右手に持っている神爆銃の銃口を兵士に向け、引き金を引く。続けてもう一発。弾丸は勢い良く飛び出して兵士達の額に当たり、そのまま頭を貫通した。


撃たれた兵士達は何も言わずその場に倒れこみ、黒い光が体を包み込んだあと消えてなくなっていた。

レオは林から出て、一瞬の出来事にきょとんとなっているドレンに歩み寄った。


「ドレン、大丈夫か?」


「あ!レオ兄ちゃん!うん、何ともないよ」


ドレンは無事だったらしい。体を見てみても、外傷らしい外傷は見当たらない。


「それで、刹那はどうした?一緒じゃないのか?」


「・・・・それが・・・・」


ドレンは先ほどのことをレオに話した。兵士の数が多すぎて追いつかれてしまったこと、自分の身を案じて一人で足止めをしたこと、ここに向かえと言われたこと。


「・・・・・なるほどな」


「レオ兄ちゃん・・・・」


「心配しなくても、あいつなら大丈夫だ。危なくなったら逃げるだろうしな。それより、今は罠を外さなければいけない。お前はここに残って身を隠していろ。いいな?」


「え!?む、無茶だよ!一人で行っても死ぬだけだよ!」


今までドレンたちは、罠の圧倒的な力によって押さえつけられてきた。反抗するにしても、武器、戦略、人力はあるのに決定的な戦闘力が足りないため、いつも失敗に終わった。
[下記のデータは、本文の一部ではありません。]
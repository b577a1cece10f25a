mod common;

use std::path::{Path, PathBuf};

use common::*;
use fastpipe::dag::TaskGraph;
use fastpipe::errors::PipelineError;
use fastpipe::tasks::openfast::OpenFast;
use fastpipe::tasks::scenario::{ScenarioKind, Variant};
use fastpipe::tasks::{Action, CleanAction, CommandSpec, GenContext, Task, TaskGenerator};
use fastpipe_test_utils::builders::{ConfigFileBuilder, ProjectFixture};
use fastpipe_test_utils::project;

fn names(plan: &fastpipe::engine::Plan) -> Vec<String> {
    plan.tasks().map(|t| t.name.clone()).collect()
}

#[test]
fn one_task_per_item_plus_basename_groups() {
    let fixture = ProjectFixture::standard();
    let plan = project(&fixture, ConfigFileBuilder::new().build()).plan().unwrap();
    let names = names(&plan);

    for expected in [
        "sinusoidal_wind_files:sinusoidal_gust",
        "prepare_wind_input:90m_12mps_twr",
        "prepare_discon_compilation:ROSCO",
        "compile_discon:ROSCO",
        "prepare_fast_input:steady_wind",
        "prepare_fast_input:turbulent",
        "prepare_fast_input:linearised_fixed_rotor_speed",
        "prepare_fast_input:sinusoidal_gust",
    ] {
        assert!(names.iter().any(|n| n == expected), "missing {expected}");
    }

    for group in [
        "sinusoidal_wind_files",
        "prepare_wind_input",
        "turbsim",
        "prepare_discon_compilation",
        "compile_discon",
        "prepare_fast_input",
        "openfast",
    ] {
        let task = plan.task(group).unwrap_or_else(|| panic!("missing group {group}"));
        assert!(task.is_group());
    }

    // Nothing has been prepared yet, so the deferred generators see nothing.
    assert!(with_prefix(&names, "openfast:").is_empty());
    assert!(with_prefix(&names, "turbsim:").is_empty());
}

#[test]
fn input_preparation_targets_the_full_cross_product() {
    let fixture = ProjectFixture::standard();
    let plan = project(&fixture, ConfigFileBuilder::new().build()).plan().unwrap();

    let steady = plan.task("prepare_fast_input:steady_wind").unwrap();
    // 2 wind speeds x 5 template files.
    assert_eq!(steady.targets.len(), 10);
    assert!(steady
        .targets
        .contains(&PathBuf::from("runs/steady_wind/ws12.0/NREL5MW_ServoDyn.dat")));
    assert_eq!(steady.file_deps.len(), 5);

    let rotor = plan.task("prepare_fast_input:linearised_fixed_rotor_speed").unwrap();
    assert_eq!(rotor.targets.len(), 8);
    assert!(rotor
        .targets
        .contains(&PathBuf::from("runs/linearised_fixed_rotor_speed/rotor10.0/main.fst")));

    let turbulent = plan.task("prepare_fast_input:turbulent").unwrap();
    assert!(turbulent
        .targets
        .contains(&PathBuf::from("runs/turbulent/seed00/NREL5MW_InflowWind.dat")));

    assert_eq!(
        steady.clean,
        vec![
            CleanAction::RemoveDir(PathBuf::from("runs/steady_wind/ws8.0")),
            CleanAction::RemoveDir(PathBuf::from("runs/steady_wind/ws12.0")),
        ]
    );
}

#[test]
fn only_the_parameter_file_gets_a_rule() {
    let fixture = ProjectFixture::standard();
    let plan = project(&fixture, ConfigFileBuilder::new().build()).plan().unwrap();

    let task = plan.task("prepare_fast_input:linearised_fixed_rotor_speed").unwrap();
    for action in &task.actions {
        let Action::Rewrite { source, rules, .. } = action else {
            panic!("unexpected action {action}");
        };
        let name = source.file_name().unwrap().to_str().unwrap();
        if name == "NREL5MW_ElastoDyn.dat" {
            assert_eq!(rules.len(), 1, "{name}");
        } else {
            assert!(rules.is_empty(), "{name} should be copied verbatim");
        }
    }
}

#[test]
fn sinusoidal_scenario_waits_for_its_wind_files() {
    let fixture = ProjectFixture::standard();
    let plan = project(&fixture, ConfigFileBuilder::new().build()).plan().unwrap();

    let wind = plan.task("sinusoidal_wind_files:sinusoidal_gust").unwrap();
    assert_eq!(
        wind.targets,
        vec![PathBuf::from("simulations/sinusoidal_gust/wind_8ms_1ms_1rads.wnd")]
    );
    assert_eq!(
        wind.actions.len(),
        1,
        "the generator script is the only action"
    );
    let Action::Command(spec) = &wind.actions[0] else {
        panic!("expected a command");
    };
    assert_eq!(
        spec,
        &CommandSpec::new("python")
            .arg("generate_inflow_gust.py")
            .cwd("simulations/sinusoidal_gust")
    );

    let deps = plan.graph().dependencies_of("prepare_fast_input:sinusoidal_gust");
    assert_eq!(deps, &["sinusoidal_wind_files:sinusoidal_gust".to_string()]);
}

#[test]
fn controller_build_is_two_ordered_stages() {
    let fixture = ProjectFixture::standard();
    let plan = project(&fixture, ConfigFileBuilder::new().build()).plan().unwrap();

    let configure = plan.task("prepare_discon_compilation:ROSCO").unwrap();
    assert_eq!(
        configure.targets,
        vec![PathBuf::from("controller/ROSCO/build/Makefile")]
    );
    assert_eq!(
        configure.clean,
        vec![CleanAction::RemoveDir(PathBuf::from("controller/ROSCO/build"))]
    );

    let compile = plan.task("compile_discon:ROSCO").unwrap();
    assert_eq!(
        compile.targets,
        vec![PathBuf::from("controller/ROSCO/build/DISCON.dll")]
    );
    assert_eq!(
        plan.graph().dependencies_of("compile_discon:ROSCO"),
        &["prepare_discon_compilation:ROSCO".to_string()]
    );
}

#[test]
fn seed_inputs_are_one_per_seed() {
    let fixture = ProjectFixture::standard();
    let cfg = ConfigFileBuilder::new().num_seeds(3).build();
    let plan = project(&fixture, cfg).plan().unwrap();

    let task = plan.task("prepare_wind_input:90m_12mps_twr").unwrap();
    assert_eq!(
        task.targets,
        vec![
            PathBuf::from("runs/wind_seeds/90m_12mps_twr_seed00.inp"),
            PathBuf::from("runs/wind_seeds/90m_12mps_twr_seed01.inp"),
            PathBuf::from("runs/wind_seeds/90m_12mps_twr_seed02.inp"),
        ]
    );

    let turbulent = plan.task("prepare_fast_input:turbulent").unwrap();
    // 3 seeds x 4 template files.
    assert_eq!(turbulent.targets.len(), 12);
}

#[test]
fn missing_directories_generate_nothing() {
    let fixture = ProjectFixture::empty();
    let plan = project(&fixture, ConfigFileBuilder::new().build()).plan().unwrap();

    // Only the seven basename groups.
    assert_eq!(plan.tasks().count(), 7);
    assert!(plan.tasks().all(|t| t.is_group() && t.task_deps.is_empty()));
}

#[test]
fn scenario_kinds_follow_directory_names() {
    let sweep = ConfigFileBuilder::new().build().sweep().clone();

    assert_eq!(ScenarioKind::classify("steady_wind", &sweep), ScenarioKind::SteadyWind);
    assert_eq!(ScenarioKind::classify("steady_wind_yaw", &sweep), ScenarioKind::SteadyWind);
    assert_eq!(
        ScenarioKind::classify("linearised_fixed_rotor_speed", &sweep),
        ScenarioKind::FixedRotorSpeed
    );
    assert_eq!(ScenarioKind::classify("linearised", &sweep), ScenarioKind::FixedWindSpeed);
    assert_eq!(ScenarioKind::classify("sinusoidal_gust", &sweep), ScenarioKind::FixedWindSpeed);
    assert_eq!(ScenarioKind::classify("turbulent", &sweep), ScenarioKind::Turbulent);
    assert_eq!(ScenarioKind::classify("dlc_1_2", &sweep), ScenarioKind::Turbulent);
}

#[test]
fn variant_labels() {
    assert_eq!(Variant::WindSpeed(8.0).label(), "ws8.0");
    assert_eq!(Variant::WindSpeed(11.5).label(), "ws11.5");
    assert_eq!(Variant::RotorSpeed(9.0).label(), "rotor9.0");
    assert_eq!(Variant::Seed(0).label(), "seed00");
    assert_eq!(Variant::Seed(12).label(), "seed12");
}

#[test]
fn two_tasks_claiming_one_target_is_an_error() {
    let tasks = vec![
        Task::new("a:x").target("runs/out.dat"),
        Task::new("b:x").target("./runs/out.dat"),
    ];

    match TaskGraph::build(&tasks) {
        Err(PipelineError::DuplicateTarget { target, first, second }) => {
            assert_eq!(target, PathBuf::from("runs/out.dat"));
            assert_eq!(first, "a:x");
            assert_eq!(second, "b:x");
        }
        other => panic!("expected DuplicateTarget, got {other:?}"),
    }
}

#[test]
fn producer_of_a_file_dependency_becomes_a_dependency() {
    let tasks = vec![
        Task::new("make:lib").target("build/lib.so"),
        Task::new("use:lib").file_dep("build/lib.so").target("out.txt"),
        Task::new("use:src").file_dep("src/main.c"),
    ];
    let graph = TaskGraph::build(&tasks).unwrap();

    assert_eq!(graph.dependencies_of("use:lib"), &["make:lib".to_string()]);
    assert!(graph.dependencies_of("use:src").is_empty());
    assert_eq!(graph.owner_of(std::path::Path::new("build/lib.so")), Some("make:lib"));

    let order = graph.topological_order().unwrap();
    let pos = |n: &str| order.iter().position(|x| x == n).unwrap();
    assert!(pos("make:lib") < pos("use:lib"));
}

#[test]
fn unknown_task_dependency_and_cycles_are_rejected() {
    let unknown = vec![Task::group("all", vec!["nope".to_string()])];
    assert!(matches!(
        TaskGraph::build(&unknown),
        Err(PipelineError::TaskNotFound(_))
    ));

    let cyclic = vec![
        Task::new("a").file_dep("b.out").target("a.out"),
        Task::new("b").file_dep("a.out").target("b.out"),
    ];
    assert!(matches!(
        TaskGraph::build(&cyclic),
        Err(PipelineError::DagCycle(_))
    ));

    let duplicate = vec![Task::new("a"), Task::new("a")];
    assert!(matches!(
        TaskGraph::build(&duplicate),
        Err(PipelineError::DuplicateTask(_))
    ));
}

#[test]
fn run_file_with_cyclic_references_becomes_a_failing_task() {
    let fixture = ProjectFixture::empty()
        .file("runs/broken/v1/main.fst", "\"a.dat\"    EDFile\n")
        .file("runs/broken/v1/a.dat", "\"b.dat\"    TwrFile\n")
        .file("runs/broken/v1/b.dat", "\"a.dat\"    EDFile\n")
        .file("runs/fine/v1/main.fst", "\"a.dat\"    EDFile\n")
        .file("runs/fine/v1/a.dat", "1   RotSpeed\n");
    let cfg = ConfigFileBuilder::new().build();
    let fs = fixture.fs();
    let ctx = GenContext::new(fs.as_ref(), Path::new("."), &cfg);

    let tasks = OpenFast.generate(&ctx).unwrap();
    let task = |name: &str| tasks.iter().find(|t| t.name == name).unwrap();

    let broken = task("openfast:broken:v1:main");
    let reason = broken.generation_error().expect("broken run records its error");
    assert!(reason.contains("runs/broken/v1/a.dat"), "{reason}");
    assert!(!broken.actions.iter().any(|a| matches!(a, Action::Command(_))));
    assert_eq!(broken.targets, vec![PathBuf::from("runs/broken/v1/main.out")]);

    let fine = task("openfast:fine:v1:main");
    assert!(fine.generation_error().is_none());
    assert!(fine.file_deps.contains(&PathBuf::from("runs/fine/v1/a.dat")));
}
この世界の罠の力。ドレンは嫌というほど味わっていた。だが、レオはその圧倒的な力を持つ罠の主に、たった一人で挑むといっている。無茶だった。


「僕達みんなでかかっても駄目だったのに一人で勝てるわけないよ!」


死なせたくない、初めて会ったのに助けてくれたこの人を死なせたくない、久しぶりに人の温かさに触れさせてくれたこの人を死なせたくない。

必死に説得を試みるドレンの頭にポンッと手を置き、言った。


「・・・・・・大丈夫さ」


先ほどの行ったらすぐに死ぬ、というドレンの考えは消えてしまった。なぜかはわからない。だが、その一言でドレンの不安は消え、代わりに妙な安心感を覚えた。この人なら、大丈夫・・・・・そんな感覚。


「じゃあ行くからな。さっきの銃声でそのうち兵士が集まってくるから早く林に隠れ―――」


「ぼ、僕も連れて行って!!」


「?何言ってんだ。駄目に決まってるだろ」


「だって、罠の場所わからないでしょ?」


そうなのだ。ドレンに書いてもらったこの砦の地図、兵士達の夜襲のせいで家に置いてきてしまったのだ。


「だから、連れて行って!」


「・・・・・わかった。絶対俺から離れるなよ」


「うん!!」


ドレンの返事を聞いたあと、二人は砦の中へ向かっていった。